Reachability-based Safe Planning for Multi-Vehicle Systems withMultiple Targets
Jennifer C. Shih, Laurent El Ghaoui

TL;DR
This paper introduces a scalable reachability-based safety planning method for multi-vehicle systems with multiple targets, capable of guaranteeing safety for any number of vehicles by clustering and control strategies.
Contribution
It presents a novel approach that extends safety guarantees to large vehicle groups, overcoming the curse of dimensionality in reachability analysis.
Findings
Successfully demonstrated safety guarantees for 15 vehicles in simulation.
Developed an efficient clustering method for large vehicle groups.
Generalized the 3-vehicle collision avoidance solution to any number of vehicles.
Abstract
Recently there have been a lot of interests in introducing UAVs for a wide range of applications, making ensuring safety of multi-vehicle systems a highly crucial problem.

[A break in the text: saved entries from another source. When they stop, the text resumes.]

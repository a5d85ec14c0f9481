//! Voice-note sequencing — a cursor over the fixed clip list.
//!
//! Wrap behavior: wrap-and-play immediately. Every call returns a clip and
//! the cursor advances modulo the list length, so a full cycle of N calls
//! returns every clip once and leaves the cursor back at its initial
//! position. (The alternative — one silent beat per cycle — was rejected.)

/// The fixed voice-note clip list, in playback order.
pub const VOICE_NOTES: [&str; 4] = [
    "dummy-29502.mp3",
    "dummy-laugh-voiced-54997.mp3",
    "insects-69446.mp3",
    "thud-82914.mp3",
];

/// Stateful cursor over [`VOICE_NOTES`]. Not persisted; resets with the app.
#[derive(Debug, Default)]
pub struct VoiceNoteSequencer {
    cursor: usize,
}

impl VoiceNoteSequencer {
    pub fn new() -> Self {
        Self::default()
    }

    /// Return the clip at the cursor and advance, wrapping after the last.
    pub fn next(&mut self) -> &'static str {
        let clip = VOICE_NOTES[self.cursor];
        self.cursor = (self.cursor + 1) % VOICE_NOTES.len();
        clip
    }

    /// Rewind to the first clip.
    pub fn reset(&mut self) {
        self.cursor = 0;
    }

    pub fn cursor(&self) -> usize {
        self.cursor
    }
}
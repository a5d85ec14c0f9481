use anyhow::Result;
use clap::Parser;
use smile_core::{ExpressionNet, FaceFinder, SmilePipeline};
use smile_hw::Camera;
use tracing_subscriber::EnvFilter;

mod config;
mod controller;
mod shell;
mod store;
mod weights;

use config::{Cli, Config};
use controller::{ControlEvent, Controller};
use store::SqliteSlotStore;

#[tokio::main]
async fn main() -> Result<()> {
    tracing_subscriber::fmt()
        .with_env_filter(EnvFilter::from_default_env())
        .init();

    let cli = Cli::parse();
    let cfg = Config::load(&cli);
    tracing::info!(camera = %cfg.camera_device, "smiled starting");

    // Model weights resolve (or fail) before polling can ever begin. A
    // failure is not fatal: the mirror runs inert with a visible message.
    let pipeline = match weights::ensure_weights(&cfg.model_dir).await {
        Ok(()) => match load_pipeline(&cfg) {
            Ok(p) => Some(p),
            Err(err) => {
                tracing::error!(error = %err, "model load failed, running without detection");
                None
            }
        },
        Err(err) => {
            tracing::error!(error = %err, "weight fetch failed, running without detection");
            None
        }
    };

    let feed = match Camera::open(&cfg.camera_device)
        .and_then(|camera| camera.spawn_feed(cfg.warmup_frames))
    {
        Ok(feed) => Some(feed),
        Err(err) => {
            tracing::warn!(error = %err, "camera unavailable");
            None
        }
    };

    let audio = match smile_hw::audio::spawn_player() {
        Ok(handle) => Some(handle),
        Err(err) => {
            // No audio device just means a mute mirror.
            tracing::warn!(error = %err, "audio unavailable");
            None
        }
    };

    let store = SqliteSlotStore::open(&cfg.db_path)?;

    let controller = Controller::new(cfg, feed, pipeline, audio, store);
    let tx = controller.sender();
    shell::spawn_input(tx.clone());
    tokio::spawn(async move {
        if tokio::signal::ctrl_c().await.is_ok() {
            let _ = tx.send(ControlEvent::Shutdown).await;
        }
    });

    controller.run().await;
    tracing::info!("smiled shutting down");
    Ok(())
}

fn load_pipeline(cfg: &Config) -> Result<SmilePipeline> {
    let finder = FaceFinder::load(&cfg.ultraface_model_path())?;
    let net = ExpressionNet::load(&cfg.ferplus_model_path())?;
    Ok(SmilePipeline::new(finder, net))
}
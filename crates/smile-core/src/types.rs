use serde::{Deserialize, Serialize};

/// Bounding box for a detected face, in original-frame pixel coordinates.
#[derive(Debug, Clone, Serialize, Deserialize)]
pub struct FaceBox {
    pub x: f32,
    pub y: f32,
    pub width: f32,
    pub height: f32,
    pub confidence: f32,
}

impl FaceBox {
    /// Intersection-over-union with another box. Returns 0.0 for disjoint boxes.
    pub fn iou(&self, other: &FaceBox) -> f32 {
        let x1 = self.x.max(other.x);
        let y1 = self.y.max(other.y);
        let x2 = (self.x + self.width).min(other.x + other.width);
        let y2 = (self.y + self.height).min(other.y + other.height);

        let inter = (x2 - x1).max(0.0) * (y2 - y1).max(0.0);
        let union = self.width * self.height + other.width * other.height - inter;
        if union > 0.0 {
            inter / union
        } else {
            0.0
        }
    }
}

/// Per-class expression confidences, each in [0, 1], softmax-normalized.
///
/// Field order matches the FER+ output head: neutral, happiness, surprise,
/// sadness, anger, disgust, fear, contempt.
#[derive(Debug, Clone, Default, Serialize, Deserialize)]
pub struct ExpressionScores {
    pub neutral: f32,
    pub happy: f32,
    pub surprise: f32,
    pub sad: f32,
    pub anger: f32,
    pub disgust: f32,
    pub fear: f32,
    pub contempt: f32,
}

impl ExpressionScores {
    /// Build from an 8-element logit/probability slice in FER+ class order.
    pub fn from_slice(v: &[f32; 8]) -> Self {
        Self {
            neutral: v[0],
            happy: v[1],
            surprise: v[2],
            sad: v[3],
            anger: v[4],
            disgust: v[5],
            fear: v[6],
            contempt: v[7],
        }
    }

    /// Name and confidence of the highest-scoring class.
    pub fn dominant(&self) -> (&'static str, f32) {
        let all = [
            ("neutral", self.neutral),
            ("happy", self.happy),
            ("surprise", self.surprise),
            ("sad", self.sad),
            ("anger", self.anger),
            ("disgust", self.disgust),
            ("fear", self.fear),
            ("contempt", self.contempt),
        ];
        all.into_iter()
            .max_by(|a, b| a.1.partial_cmp(&b.1).unwrap_or(std::cmp::Ordering::Equal))
            .unwrap_or(("neutral", 0.0))
    }
}

/// A detected face together with its expression confidences.
#[derive(Debug, Clone)]
pub struct Detection {
    pub face: FaceBox,
    pub expressions: ExpressionScores,
}

#[cfg(test)]
mod tests {
    use super::*;

    fn bx(x: f32, y: f32, w: f32, h: f32) -> FaceBox {
        FaceBox {
            x,
            y,
            width: w,
            height: h,
            confidence: 1.0,
        }
    }

    #[test]
    fn test_iou_identical() {
        let a = bx(10.0, 10.0, 50.0, 50.0);
        assert!((a.iou(&a) - 1.0).abs() < 1e-6);
    }

    #[test]
    fn test_iou_disjoint() {
        let a = bx(0.0, 0.0, 10.0, 10.0);
        let b = bx(100.0, 100.0, 10.0, 10.0);
        assert_eq!(a.iou(&b), 0.0);
    }

    #[test]
    fn test_iou_half_overlap() {
        // b covers the right half of a
        let a = bx(0.0, 0.0, 20.0, 10.0);
        let b = bx(10.0, 0.0, 10.0, 10.0);
        // inter = 100, union = 200 + 100 - 100 = 200
        assert!((a.iou(&b) - 0.5).abs() < 1e-6);
    }

    #[test]
    fn test_dominant_picks_happy() {
        let scores = ExpressionScores {
            happy: 0.95,
            neutral: 0.05,
            ..Default::default()
        };
        let (name, conf) = scores.dominant();
        assert_eq!(name, "happy");
        assert!((conf - 0.95).abs() < 1e-6);
    }

    #[test]
    fn test_from_slice_order() {
        let scores = ExpressionScores::from_slice(&[0.1, 0.2, 0.3, 0.4, 0.5, 0.6, 0.7, 0.8]);
        assert_eq!(scores.neutral, 0.1);
        assert_eq!(scores.happy, 0.2);
        assert_eq!(scores.contempt, 0.8);
    }
}
//! Conversion-function generator.
//!
//! Walks a versioned type family and its internal counterpart, plans a
//! field-by-field conversion for every matching pair, and renders each plan
//! as a Rust function. Output depends only on the registries, the alias
//! table and the order generation is requested in.

pub mod alias;
pub mod emit;
pub mod error;
pub mod generator;
pub mod matcher;
pub mod names;
pub mod plan;
pub mod planner;

pub use alias::PackageAliasTable;
pub use emit::{CodeEmitter, EmitOptions, GeneratedFunction};
pub use error::{EmitError, FailureCause, FieldFailure, GenerateError, GenerationError};
pub use generator::Generator;
pub use matcher::FieldMatcher;
pub use names::{NameRegistry, conversion_function_name};
pub use plan::{Conversion, ConversionPlan, FieldOperation, TypePair};
pub use planner::ConversionPlanner;
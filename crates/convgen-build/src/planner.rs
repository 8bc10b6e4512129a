use crate::{
    error::{FailureCause, FieldFailure},
    matcher::FieldMatcher,
    plan::{ConversionPlan, FieldOperation, TypePair},
};
use convgen_schema::{
    node::TypeDescriptor, overrides::OverrideRegistry, registry::TypeRegistry, types::TypeRef,
};
use std::collections::{BTreeSet, VecDeque};
use tracing::debug;

///
/// ConversionPlanner
///
/// Builds plans for type pairs and follows the nested pairs they call into.
/// Holds no state between calls; the caller passes in what is already done.
///

#[derive(Clone, Copy, Debug)]
pub struct ConversionPlanner<'a> {
    registry: &'a TypeRegistry,
    overrides: &'a OverrideRegistry,
}

impl<'a> ConversionPlanner<'a> {
    #[must_use]
    pub const fn new(registry: &'a TypeRegistry, overrides: &'a OverrideRegistry) -> Self {
        Self {
            registry,
            overrides,
        }
    }

    /// Plan one function body. Statements follow the destination's field
    /// order; source-only fields are appended as skips.
    #[must_use]
    pub fn plan_pair(&self, source: &TypeDescriptor, destination: &TypeDescriptor) -> ConversionPlan {
        let matcher = FieldMatcher::new(self.registry, self.overrides);
        let mut operations = Vec::with_capacity(destination.fields().len());

        for field in destination.fields().iter() {
            let op = match source.field(&field.name) {
                Some(src) => matcher.match_field(&field.name, &src.ty, &field.ty),
                None => FieldOperation::Skip {
                    field: field.name.clone(),
                    cause: FailureCause::NoMatchingSourceField,
                },
            };
            operations.push(op);
        }

        for field in source.fields().iter() {
            if destination.field(&field.name).is_none() {
                operations.push(FieldOperation::Skip {
                    field: field.name.clone(),
                    cause: FailureCause::NoMatchingDestinationField,
                });
            }
        }

        ConversionPlan::new(
            source.key().clone(),
            destination.key().clone(),
            operations,
        )
    }

    /// Plan a pair by key, turning skipped fields into failures.
    pub fn plan_type(&self, pair: &TypePair) -> Result<ConversionPlan, Vec<FieldFailure>> {
        let plan = self.resolve(pair)?;
        let failures = plan_failures(&plan);

        if failures.is_empty() {
            Ok(plan)
        } else {
            Err(failures)
        }
    }

    /// Plan `roots` and every nested pair they reach, FIFO in discovery
    /// order. Pairs in `done` or covered by an override are not planned.
    /// Every failure is collected before returning.
    pub fn plan_closure(
        &self,
        roots: &[TypePair],
        done: &BTreeSet<TypePair>,
    ) -> Result<Vec<ConversionPlan>, Vec<FieldFailure>> {
        let mut queue = VecDeque::new();
        let mut seen = BTreeSet::new();
        let mut plans = Vec::new();
        let mut failures = Vec::new();

        for pair in roots {
            if self.is_overridden(pair) {
                debug!(from = %pair.0, to = %pair.1, "top-level pair covered by override");
                continue;
            }
            if !done.contains(pair) && seen.insert(pair.clone()) {
                queue.push_back(pair.clone());
            }
        }

        while let Some(pair) = queue.pop_front() {
            let plan = match self.resolve(&pair) {
                Ok(plan) => plan,
                Err(mut missing) => {
                    failures.append(&mut missing);
                    continue;
                }
            };
            debug!(function = %plan.function_name(), ops = plan.operations().len(), "planned");

            // follow nested pairs even from a failing plan so every problem
            // is reported in one pass
            for nested in plan.nested_pairs() {
                if !done.contains(&nested) && seen.insert(nested.clone()) {
                    queue.push_back(nested);
                }
            }

            failures.extend(plan_failures(&plan));
            plans.push(plan);
        }

        if failures.is_empty() {
            Ok(plans)
        } else {
            Err(failures)
        }
    }

    fn resolve(&self, pair: &TypePair) -> Result<ConversionPlan, Vec<FieldFailure>> {
        let (from, to) = pair;
        let mut failures = Vec::new();

        for key in [from, to] {
            if !self.registry.contains(key) {
                failures.push(FieldFailure {
                    from: from.clone(),
                    to: to.clone(),
                    field: None,
                    cause: FailureCause::UnknownType(key.clone()),
                });
            }
        }

        match (self.registry.get(from), self.registry.get(to)) {
            (Some(source), Some(destination)) => Ok(self.plan_pair(source, destination)),
            _ => Err(failures),
        }
    }

    fn is_overridden(&self, (from, to): &TypePair) -> bool {
        self.overrides
            .lookup(&TypeRef::Named(from.clone()), &TypeRef::Named(to.clone()))
            .is_some()
    }
}

fn plan_failures(plan: &ConversionPlan) -> Vec<FieldFailure> {
    plan.skipped()
        .map(|(field, cause)| FieldFailure {
            from: plan.source().clone(),
            to: plan.destination().clone(),
            field: Some(field.to_string()),
            cause: cause.clone(),
        })
        .collect()
}

#[cfg(test)]
mod tests {
    use super::*;
    use convgen_schema::types::{Primitive, TypeKey};

    fn key(version: &str, name: &str) -> TypeKey {
        TypeKey::new(version, name)
    }

    fn pair(from: (&str, &str), to: (&str, &str)) -> TypePair {
        (key(from.0, from.1), key(to.0, to.1))
    }

    fn registry() -> TypeRegistry {
        let pod = |version: &str| {
            TypeDescriptor::new(version, "Pod")
                .with_field("name", Primitive::Text)
                .with_field("spec", TypeRef::named(version, "PodSpec"))
                .with_field(
                    "volumes",
                    TypeRef::slice(TypeRef::named(version, "Volume")),
                )
        };
        let spec = |version: &str| {
            TypeDescriptor::new(version, "PodSpec")
                .with_field("replicas", Primitive::Int32)
                .with_field("volume", TypeRef::pointer(TypeRef::named(version, "Volume")))
        };
        let volume = |version: &str| TypeDescriptor::new(version, "Volume").with_field("path", Primitive::Text);

        TypeRegistry::builder()
            .with(pod("v1"))
            .with(pod("api"))
            .with(spec("v1"))
            .with(spec("api"))
            .with(volume("v1"))
            .with(volume("api"))
            .build()
            .unwrap()
    }

    #[test]
    fn plan_follows_destination_field_order() {
        let registry = TypeRegistry::builder()
            .with(
                TypeDescriptor::new("v1", "Volume")
                    .with_field("b", Primitive::Text)
                    .with_field("a", Primitive::Bool),
            )
            .with(
                TypeDescriptor::new("api", "Volume")
                    .with_field("a", Primitive::Bool)
                    .with_field("b", Primitive::Text),
            )
            .build()
            .unwrap();
        let overrides = OverrideRegistry::new();
        let planner = ConversionPlanner::new(&registry, &overrides);

        let plan = planner
            .plan_type(&pair(("v1", "Volume"), ("api", "Volume")))
            .unwrap();
        let fields: Vec<_> = plan.operations().iter().map(FieldOperation::field).collect();

        assert_eq!(fields, vec!["a", "b"]);
    }

    #[test]
    fn unmatched_fields_are_reported_on_both_sides() {
        let registry = TypeRegistry::builder()
            .with(
                TypeDescriptor::new("v1", "Volume")
                    .with_field("path", Primitive::Text)
                    .with_field("Foo", Primitive::Text),
            )
            .with(
                TypeDescriptor::new("api", "Volume")
                    .with_field("path", Primitive::Text)
                    .with_field("readOnly", Primitive::Bool),
            )
            .build()
            .unwrap();
        let overrides = OverrideRegistry::new();
        let planner = ConversionPlanner::new(&registry, &overrides);

        let failures = planner
            .plan_type(&pair(("v1", "Volume"), ("api", "Volume")))
            .unwrap_err();

        let causes: Vec<_> = failures
            .iter()
            .map(|f| (f.field.as_deref().unwrap(), f.cause.clone()))
            .collect();
        assert_eq!(
            causes,
            vec![
                ("readOnly", FailureCause::NoMatchingSourceField),
                ("Foo", FailureCause::NoMatchingDestinationField),
            ]
        );
    }

    #[test]
    fn closure_is_fifo_and_deduplicated() {
        let registry = registry();
        let overrides = OverrideRegistry::new();
        let planner = ConversionPlanner::new(&registry, &overrides);

        let plans = planner
            .plan_closure(
                &[
                    pair(("v1", "Pod"), ("api", "Pod")),
                    pair(("api", "Pod"), ("v1", "Pod")),
                ],
                &BTreeSet::new(),
            )
            .unwrap();

        let names: Vec<_> = plans.iter().map(ConversionPlan::function_name).collect();
        assert_eq!(
            names,
            vec![
                "Convert_v1_Pod_To_api_Pod",
                "Convert_api_Pod_To_v1_Pod",
                "Convert_v1_PodSpec_To_api_PodSpec",
                "Convert_v1_Volume_To_api_Volume",
                "Convert_api_PodSpec_To_v1_PodSpec",
                "Convert_api_Volume_To_v1_Volume",
            ]
        );
    }

    #[test]
    fn done_and_overridden_pairs_are_not_replanned() {
        let registry = registry();
        let overrides = OverrideRegistry::new()
            .with(
                TypeRef::named("v1", "PodSpec"),
                TypeRef::named("api", "PodSpec"),
                "manual_spec",
            )
            .with(
                TypeRef::named("api", "Pod"),
                TypeRef::named("v1", "Pod"),
                "manual_pod",
            );
        let planner = ConversionPlanner::new(&registry, &overrides);
        let done = BTreeSet::from([pair(("v1", "Volume"), ("api", "Volume"))]);

        let plans = planner
            .plan_closure(
                &[
                    pair(("v1", "Pod"), ("api", "Pod")),
                    pair(("api", "Pod"), ("v1", "Pod")),
                ],
                &done,
            )
            .unwrap();

        let names: Vec<_> = plans.iter().map(ConversionPlan::function_name).collect();
        assert_eq!(names, vec!["Convert_v1_Pod_To_api_Pod"]);
        assert!(matches!(
            &plans[0].operations()[1],
            FieldOperation::ManualDelegate { function, .. } if function == "manual_spec"
        ));
    }

    #[test]
    fn nested_failures_fail_the_whole_closure() {
        let registry = TypeRegistry::builder()
            .with(TypeDescriptor::new("v1", "Pod").with_field("spec", TypeRef::named("v1", "PodSpec")))
            .with(TypeDescriptor::new("api", "Pod").with_field("spec", TypeRef::named("api", "PodSpec")))
            .with(TypeDescriptor::new("v1", "PodSpec").with_field("replicas", Primitive::Int32))
            .with(TypeDescriptor::new("api", "PodSpec").with_field("replicas", Primitive::Int64))
            .build()
            .unwrap();
        let overrides = OverrideRegistry::new();
        let planner = ConversionPlanner::new(&registry, &overrides);

        let failures = planner
            .plan_closure(
                &[
                    pair(("v1", "Pod"), ("api", "Pod")),
                    pair(("api", "Pod"), ("v1", "Pod")),
                ],
                &BTreeSet::new(),
            )
            .unwrap_err();

        // one per direction
        assert_eq!(failures.len(), 2);
        assert!(failures.iter().all(|f| f.field.as_deref() == Some("replicas")));
        assert_eq!(failures[0].from, key("v1", "PodSpec"));
        assert_eq!(failures[1].from, key("api", "PodSpec"));
    }

    #[test]
    fn missing_counterpart_is_unknown_type() {
        let registry = registry();
        let overrides = OverrideRegistry::new();
        let planner = ConversionPlanner::new(&registry, &overrides);

        let failures = planner
            .plan_type(&pair(("v1", "Pod"), ("api", "Service")))
            .unwrap_err();

        assert_eq!(
            failures[0].cause,
            FailureCause::UnknownType(key("api", "Service"))
        );
        assert_eq!(failures[0].field, None);
    }
}
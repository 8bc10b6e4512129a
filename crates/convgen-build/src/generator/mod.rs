
use crate::{
    alias::PackageAliasTable,
    emit::{CodeEmitter, EmitOptions, GeneratedFunction},
    error::{GenerateError, GenerationError},
    names::NameRegistry,
    plan::TypePair,
    planner::ConversionPlanner,
};
use convgen_schema::{overrides::OverrideRegistry, registry::TypeRegistry};
use std::{
    collections::BTreeSet,
    io::{self, Write},
};
use tracing::debug;

///
/// Generator
///
/// One generation session. Borrows the registries, owns the alias table and
/// everything generated so far. A request either commits all of its
/// functions or none of them.
///

#[derive(Debug)]
pub struct Generator<'a> {
    registry: &'a TypeRegistry,
    overrides: &'a OverrideRegistry,
    internal_version: String,
    aliases: PackageAliasTable,
    options: EmitOptions,
    generated: BTreeSet<TypePair>,
    functions: Vec<GeneratedFunction>,
    names: NameRegistry,
}

impl<'a> Generator<'a> {
    pub fn new(
        registry: &'a TypeRegistry,
        overrides: &'a OverrideRegistry,
        internal_version: impl Into<String>,
    ) -> Self {
        Self {
            registry,
            overrides,
            internal_version: internal_version.into(),
            aliases: PackageAliasTable::new(),
            options: EmitOptions::default(),
            generated: BTreeSet::new(),
            functions: Vec::new(),
            names: NameRegistry::new(),
        }
    }

    #[must_use]
    pub fn with_options(mut self, options: EmitOptions) -> Self {
        self.options = options;
        self
    }

    /// Set the module identifier `version` is emitted under. Affects only
    /// functions generated after the call.
    pub fn overwrite_package(&mut self, version: impl Into<String>, alias: impl Into<String>) {
        self.aliases.set_alias(version, alias);
    }

    #[must_use]
    pub const fn aliases(&self) -> &PackageAliasTable {
        &self.aliases
    }

    #[must_use]
    pub fn internal_version(&self) -> &str {
        &self.internal_version
    }

    /// Generate both directions between `version::name` and its internal
    /// counterpart, plus every nested conversion they need.
    pub fn generate_conversions_for_type(
        &mut self,
        version: &str,
        name: &str,
    ) -> Result<(), GenerateError> {
        if version == self.internal_version {
            return Err(GenerateError::InternalVersion {
                version: version.to_string(),
            });
        }

        let versioned =
            self.registry
                .lookup(version, name)
                .ok_or_else(|| GenerateError::UnknownType {
                    version: version.to_string(),
                    name: name.to_string(),
                })?;
        let internal = self
            .registry
            .lookup(&self.internal_version, name)
            .ok_or_else(|| GenerateError::MissingInternalType {
                name: name.to_string(),
                internal_version: self.internal_version.clone(),
            })?;

        let roots = [
            (versioned.key().clone(), internal.key().clone()),
            (internal.key().clone(), versioned.key().clone()),
        ];
        if roots.iter().all(|pair| self.generated.contains(pair)) {
            debug!(%version, %name, "already generated");
            return Ok(());
        }

        let planner = ConversionPlanner::new(self.registry, self.overrides);
        let plans = planner
            .plan_closure(&roots, &self.generated)
            .map_err(|failures| GenerationError {
                ty: versioned.key().clone(),
                failures,
            })?;

        // render everything before touching accumulated state
        let emitter = CodeEmitter::new(&self.aliases, &self.options);
        let start = self.functions.len();
        let staged = plans
            .iter()
            .enumerate()
            .map(|(i, plan)| emitter.emit(plan, start + i))
            .collect::<Result<Vec<_>, _>>()?;

        let mut staged_names = BTreeSet::new();
        for (plan, function) in plans.iter().zip(&staged) {
            if self.names.contains(&function.name) || !staged_names.insert(function.name.as_str())
            {
                return Err(GenerateError::NameClash {
                    name: function.name.clone(),
                    from: plan.source().clone(),
                    to: plan.destination().clone(),
                });
            }
        }

        for (plan, function) in plans.into_iter().zip(staged) {
            self.generated
                .insert((plan.source().clone(), plan.destination().clone()));
            let fresh = self.names.push(function.name.clone());
            debug_assert!(fresh, "name '{}' was checked above", function.name);
            self.functions.push(function);
        }
        debug!(
            %version,
            %name,
            functions = self.functions.len() - start,
            "generated conversions"
        );

        Ok(())
    }

    /// Write every accumulated function, in generation order, separated by
    /// a blank line.
    pub fn write_conversion_functions<W: Write + ?Sized>(&self, sink: &mut W) -> io::Result<()> {
        for (i, function) in self.functions.iter().enumerate() {
            if i > 0 {
                writeln!(sink)?;
            }
            sink.write_all(function.source.as_bytes())?;
        }

        Ok(())
    }

    /// Write the registration list, one `\t\tName,` line per function.
    pub fn write_conversion_function_names<W: Write + ?Sized>(
        &self,
        sink: &mut W,
    ) -> io::Result<()> {
        self.names.write_to(sink)
    }

    #[must_use]
    pub fn functions(&self) -> &[GeneratedFunction] {
        &self.functions
    }

    #[must_use]
    pub const fn names(&self) -> &NameRegistry {
        &self.names
    }

    /// True once the pair has been committed by an earlier request.
    #[must_use]
    pub fn is_generated(&self, pair: &TypePair) -> bool {
        self.generated.contains(pair)
    }

    #[must_use]
    pub fn is_empty(&self) -> bool {
        self.functions.is_empty()
    }
}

Hamilton-Jacobi (HJ) reachability is a promising tool for analyzing safety of vehicles for low-dimensional systems. However, reachability suffers from the curse of dimensionality, making its direct application to more than two vehicles intractable. Recent works have made it tractable to guarantee safety for 3 and 4 vehicles with reachability. However, the number of vehicles safety can be guaranteed for remains small. In this paper, we propose a novel reachability-based approach that guarantees safety for any number of vehicles while vehicles complete their objectives of visiting multiple targets efficiently, given any K-vehicle collision avoidance algorithm where K can in general be a small number. We achieve this by…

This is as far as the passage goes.